__Stored entries__
----------
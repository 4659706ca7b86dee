//! Dataset loading: the concrete data provider
//!
//! The calculation is a pure function of fully-loaded inputs; everything the
//! evaluators need arrives in one YAML dataset file mirroring the fields a
//! wavefunction file carries: scalar metadata, the dense core Hamiltonian,
//! the sparse two-electron list and the orbital energies.

extern crate nalgebra as na;

use std::fs;

use na::DVector;
use serde::{Deserialize, Serialize};

use crate::error::{EnergyError, Result};
use crate::store_impl::{IntegralStore, TwoElectronEntry};

/// One sparse two-electron record as it appears on disk.
#[derive(Debug, Clone, Deserialize, Serialize)]
pub struct TwoElectronRecord {
    pub indices: [usize; 4],
    pub value: f64,
}

/// Raw provider output, deserialized but not yet validated.
#[derive(Debug, Deserialize, Serialize)]
pub struct Dataset {
    pub nuclear_repulsion: f64,
    pub n_orbitals: usize,
    pub n_occupied: usize,
    /// Declared count of stored two-electron records, checked against the
    /// list actually supplied.
    pub n_two_electron: usize,
    /// Row-major dense core Hamiltonian, length `n_orbitals^2`.
    pub core_hamiltonian: Vec<f64>,
    pub two_electron: Vec<TwoElectronRecord>,
    pub orbital_energies: Vec<f64>,
}

/// Read and parse a dataset file.
///
/// Any read or parse failure is a fatal [`EnergyError::DataSource`] naming
/// the file and the underlying cause; there is no retry.
pub fn load_dataset(path: &str) -> Result<Dataset> {
    let content = fs::read_to_string(path).map_err(|err| EnergyError::DataSource {
        path: path.to_string(),
        reason: err.to_string(),
    })?;
    serde_yml::from_str(&content).map_err(|err| EnergyError::DataSource {
        path: path.to_string(),
        reason: err.to_string(),
    })
}

impl Dataset {
    /// Validate all declared counts and hand back the immutable inputs the
    /// evaluators run over.
    pub fn build(self) -> Result<(IntegralStore, DVector<f64>, usize)> {
        if self.n_occupied > self.n_orbitals {
            return Err(EnergyError::DataShape {
                field: "n_occupied",
                expected: self.n_orbitals,
                actual: self.n_occupied,
            });
        }
        if self.two_electron.len() != self.n_two_electron {
            return Err(EnergyError::DataShape {
                field: "two_electron",
                expected: self.n_two_electron,
                actual: self.two_electron.len(),
            });
        }
        if self.orbital_energies.len() != self.n_orbitals {
            return Err(EnergyError::DataShape {
                field: "orbital_energies",
                expected: self.n_orbitals,
                actual: self.orbital_energies.len(),
            });
        }

        let entries = self
            .two_electron
            .iter()
            .map(|record| {
                TwoElectronEntry::new(
                    record.indices[0],
                    record.indices[1],
                    record.indices[2],
                    record.indices[3],
                    record.value,
                )
            })
            .collect();

        let store = IntegralStore::load(
            self.n_orbitals,
            self.nuclear_repulsion,
            self.core_hamiltonian,
            entries,
        )?;
        let orbital_energies = DVector::from_vec(self.orbital_energies);

        Ok((store, orbital_energies, self.n_occupied))
    }
}
// src/watchdog.rs
//! Restartable staleness timer.
//!
//! Fires a callback when it has not been reset for a full interval, then
//! rearms itself. Runs as a tokio task driven by the runtime timer.

use crate::error::{FixError, Result};
use std::{
    sync::{Arc, Mutex},
    time::Duration,
};
use tokio::{runtime::Handle, sync::Notify, task::JoinHandle};
use tokio_util::sync::CancellationToken;
use tracing::{debug, trace, Instrument};

type Callback = Arc<dyn Fn() + Send + Sync>;

/// Single-shot timer that rearms after every firing.
///
/// The callback must not stop its own watchdog: `stop()` waits for an
/// in-flight callback to return.
pub struct WatchdogTimer {
    timeout: Duration,
    reset: Arc<Notify>,
    cancel: CancellationToken,
    // Held while the callback runs; false once stopped
    armed: Arc<Mutex<bool>>,
    task: Option<JoinHandle<()>>,
}

impl WatchdogTimer {
    /// Arm a watchdog on the current tokio runtime
    pub fn new<F>(callback: F, timeout: Duration) -> Result<Self>
    where
        F: Fn() + Send + Sync + 'static,
    {
        let handle = Handle::try_current()?;
        Self::spawn_on(&handle, callback, timeout)
    }

    /// Arm a watchdog on an explicit runtime. A zero timeout is rejected.
    pub fn spawn_on<F>(handle: &Handle, callback: F, timeout: Duration) -> Result<Self>
    where
        F: Fn() + Send + Sync + 'static,
    {
        if timeout.is_zero() {
            return Err(FixError::InvalidInterval(timeout));
        }

        let reset = Arc::new(Notify::new());
        let cancel = CancellationToken::new();
        let armed = Arc::new(Mutex::new(true));

        let task = handle.spawn(
            run(
                Arc::new(callback),
                timeout,
                Arc::clone(&reset),
                cancel.clone(),
                Arc::clone(&armed),
            )
            .instrument(tracing::Span::current()),
        );

        debug!(timeout_ms = timeout.as_millis() as u64, "Watchdog armed");

        Ok(Self {
            timeout,
            reset,
            cancel,
            armed,
            task: Some(task),
        })
    }

    /// Cancel the pending deadline and rearm for the full interval
    pub fn reset(&self) {
        self.reset.notify_one();
    }

    /// Disarm. No callback starts after this returns.
    pub fn stop(&mut self) {
        *self.armed.lock().unwrap_or_else(|e| e.into_inner()) = false;
        self.cancel.cancel();
        if self.task.take().is_some() {
            debug!("Watchdog stopped");
        }
    }

    pub fn timeout(&self) -> Duration {
        self.timeout
    }

    pub fn is_armed(&self) -> bool {
        *self.armed.lock().unwrap_or_else(|e| e.into_inner())
    }
}

impl Drop for WatchdogTimer {
    fn drop(&mut self) {
        self.stop();
    }
}

async fn run(
    callback: Callback,
    timeout: Duration,
    reset: Arc<Notify>,
    cancel: CancellationToken,
    armed: Arc<Mutex<bool>>,
) {
    // Each pass arms a fresh deadline; firing just falls through to the next pass
    loop {
        tokio::select! {
            biased;
            _ = cancel.cancelled() => break,
            _ = reset.notified() => continue,
            _ = tokio::time::sleep(timeout) => {
                if !fire(&armed, &callback) {
                    break;
                }
            }
        }
    }
    trace!("Watchdog task exited");
}

fn fire(armed: &Mutex<bool>, callback: &Callback) -> bool {
    let gate = armed.lock().unwrap_or_else(|e| e.into_inner());
    if !*gate {
        return false;
    }
    trace!("Watchdog expired");
    callback();
    true
}

#[cfg(test)]
mod tests {
    use super::*;
    use std::sync::atomic::{AtomicUsize, Ordering};

    fn counter() -> (Arc<AtomicUsize>, impl Fn() + Send + Sync + 'static) {
        let count = Arc::new(AtomicUsize::new(0));
        let hits = Arc::clone(&count);
        (count, move || {
            hits.fetch_add(1, Ordering::SeqCst);
        })
    }

    #[test]
    fn test_requires_runtime() {
        let result = WatchdogTimer::new(|| {}, Duration::from_millis(10));
        assert!(matches!(result, Err(FixError::NoRuntime)));
    }

    #[tokio::test]
    async fn test_rejects_zero_timeout() {
        let (count, callback) = counter();
        let result = WatchdogTimer::new(callback, Duration::ZERO);
        assert!(matches!(result, Err(FixError::InvalidInterval(d)) if d.is_zero()));

        tokio::time::sleep(Duration::from_millis(20)).await;
        assert_eq!(count.load(Ordering::SeqCst), 0);
    }

    #[tokio::test]
    async fn test_fires_and_rearms() {
        let (count, callback) = counter();
        let watchdog = WatchdogTimer::new(callback, Duration::from_millis(40)).unwrap();

        tokio::time::sleep(Duration::from_millis(300)).await;

        assert!(count.load(Ordering::SeqCst) >= 2);
        assert!(watchdog.is_armed());
    }

    #[tokio::test]
    async fn test_reset_postpones_firing() {
        let (count, callback) = counter();
        let watchdog = WatchdogTimer::new(callback, Duration::from_millis(200)).unwrap();

        for _ in 0..12 {
            tokio::time::sleep(Duration::from_millis(25)).await;
            watchdog.reset();
        }

        assert_eq!(count.load(Ordering::SeqCst), 0);
    }

    #[tokio::test]
    async fn test_stop_prevents_further_callbacks() {
        let (count, callback) = counter();
        let mut watchdog = WatchdogTimer::new(callback, Duration::from_millis(30)).unwrap();

        tokio::time::sleep(Duration::from_millis(100)).await;
        watchdog.stop();
        let after_stop = count.load(Ordering::SeqCst);

        tokio::time::sleep(Duration::from_millis(150)).await;
        assert_eq!(count.load(Ordering::SeqCst), after_stop);
        assert!(!watchdog.is_armed());
        assert_eq!(watchdog.timeout(), Duration::from_millis(30));
    }
}
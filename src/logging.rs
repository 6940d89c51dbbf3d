// src/logging.rs
//! Logging setup for the binary.
//!
//! The library only emits `tracing` events; installing a subscriber is left
//! to the application. Logs go to stderr so stdout stays free for fix output.

use tracing_subscriber::layer::SubscriberExt;
use tracing_subscriber::util::SubscriberInitExt;
use tracing_subscriber::EnvFilter;

/// Default filter when `RUST_LOG` is not set.
pub fn default_filter(verbose: u8) -> &'static str {
    match verbose {
        0 => "info",
        1 => "nmea_fusion=debug,info",
        _ => "nmea_fusion=trace,debug",
    }
}

/// Install a global stderr subscriber filtered by `RUST_LOG`.
///
/// Returns an error if a global subscriber is already set.
pub fn init_logging(verbose: u8) -> Result<(), tracing_subscriber::util::TryInitError> {
    let env_filter =
        EnvFilter::try_from_default_env().unwrap_or_else(|_| EnvFilter::new(default_filter(verbose)));

    let stderr_layer = tracing_subscriber::fmt::layer()
        .with_writer(std::io::stderr)
        .with_target(false);

    tracing_subscriber::registry()
        .with(env_filter)
        .with(stderr_layer)
        .try_init()
}
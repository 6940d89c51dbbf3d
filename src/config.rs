// src/config.rs
//! Acquisition configuration stored as JSON

use crate::{
    error::{FixError, Result},
    gps::reader::DEFAULT_IDLE_DELAY,
    manager::ReaderSettings,
};
use serde::{Deserialize, Serialize};
use std::{
    path::{Path, PathBuf},
    time::Duration,
};

#[derive(Debug, Clone, PartialEq, Eq, Serialize, Deserialize)]
pub struct PortConfig {
    pub path: String,
    #[serde(default = "default_baudrate")]
    pub baudrate: u32,
}

#[derive(Debug, Clone, PartialEq, Serialize, Deserialize)]
#[serde(default)]
pub struct AcquisitionConfig {
    pub ports: Vec<PortConfig>,
    /// Seconds without a merged fragment before the fix is flagged stale
    pub watchdog_secs: Option<f64>,
    pub idle_delay_ms: u64,
    pub join_timeout_ms: u64,
    pub read_timeout_ms: Option<u64>,
}

fn default_baudrate() -> u32 {
    4800
}

impl Default for AcquisitionConfig {
    fn default() -> Self {
        Self {
            ports: Vec::new(),
            watchdog_secs: None,
            idle_delay_ms: DEFAULT_IDLE_DELAY.as_millis() as u64,
            join_timeout_ms: 1000,
            read_timeout_ms: Some(1000),
        }
    }
}

impl AcquisitionConfig {
    /// Load from the default location, falling back to defaults
    pub fn load() -> Result<Self> {
        let path = Self::get_config_path()?;
        if !path.exists() {
            return Ok(Self::default());
        }
        Self::load_from(&path)
    }

    pub fn load_from(path: &Path) -> Result<Self> {
        let contents = std::fs::read_to_string(path)
            .map_err(|e| FixError::Config(format!("Failed to read config file {}: {}", path.display(), e)))?;

        let config: Self = serde_json::from_str(&contents)?;
        config.validate()?;
        Ok(config)
    }

    /// Save to the default location
    pub fn save(&self) -> Result<()> {
        self.save_to(&Self::get_config_path()?)
    }

    pub fn save_to(&self, path: &Path) -> Result<()> {
        if let Some(parent) = path.parent() {
            std::fs::create_dir_all(parent)?;
        }
        let contents = serde_json::to_string_pretty(self)?;
        std::fs::write(path, contents)?;
        Ok(())
    }

    /// `$HOME/.config/nmea-fusion/config.json`
    pub fn get_config_path() -> Result<PathBuf> {
        let home = std::env::var("HOME")
            .map_err(|_| FixError::Config("HOME environment variable not set".to_string()))?;

        Ok(PathBuf::from(home).join(".config").join("nmea-fusion").join("config.json"))
    }

    pub fn validate(&self) -> Result<()> {
        if let Some(secs) = self.watchdog_secs {
            match Duration::try_from_secs_f64(secs) {
                Ok(interval) if !interval.is_zero() => {}
                _ => {
                    return Err(FixError::Config(format!(
                        "watchdog_secs must be a positive number of seconds, got {}",
                        secs
                    )))
                }
            }
        }
        if let Some(port) = self.ports.iter().find(|p| p.path.is_empty()) {
            return Err(FixError::Config(format!("port with baudrate {} has an empty path", port.baudrate)));
        }
        Ok(())
    }

    /// Add a port, replacing the baudrate if the path is already listed
    pub fn add_port(&mut self, path: impl Into<String>, baudrate: u32) {
        let path = path.into();
        match self.ports.iter_mut().find(|p| p.path == path) {
            Some(existing) => existing.baudrate = baudrate,
            None => self.ports.push(PortConfig { path, baudrate }),
        }
    }

    pub fn reader_settings(&self) -> ReaderSettings {
        ReaderSettings {
            idle_delay: Duration::from_millis(self.idle_delay_ms),
            join_timeout: Duration::from_millis(self.join_timeout_ms),
        }
    }

    /// Per-read timeout applied to opened ports
    pub fn read_timeout(&self) -> Option<Duration> {
        self.read_timeout_ms.map(Duration::from_millis)
    }

    /// `None` when unset or not representable; `validate()` reports the latter
    pub fn watchdog_interval(&self) -> Option<Duration> {
        self.watchdog_secs.and_then(|secs| Duration::try_from_secs_f64(secs).ok())
    }
}
// src/gps/mod.rs
//! NMEA acquisition: decoding, transport and per-port readers

pub mod data;
pub mod nmea;
pub mod port;
pub mod reader;

pub use data::NavigationFix;
pub use nmea::{FixFragment, SentenceKind};
pub use port::{NmeaPort, PortRead};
----------
__EXERCISE GOAL__
Which lines of the records above contain the word "must"? Report each one in full.

__ANSWER TO THE PROBLEM__
/// The callback must not stop its own watchdog: `stop()` waits for an
                        "watchdog_secs must be a positive number of seconds, got {}",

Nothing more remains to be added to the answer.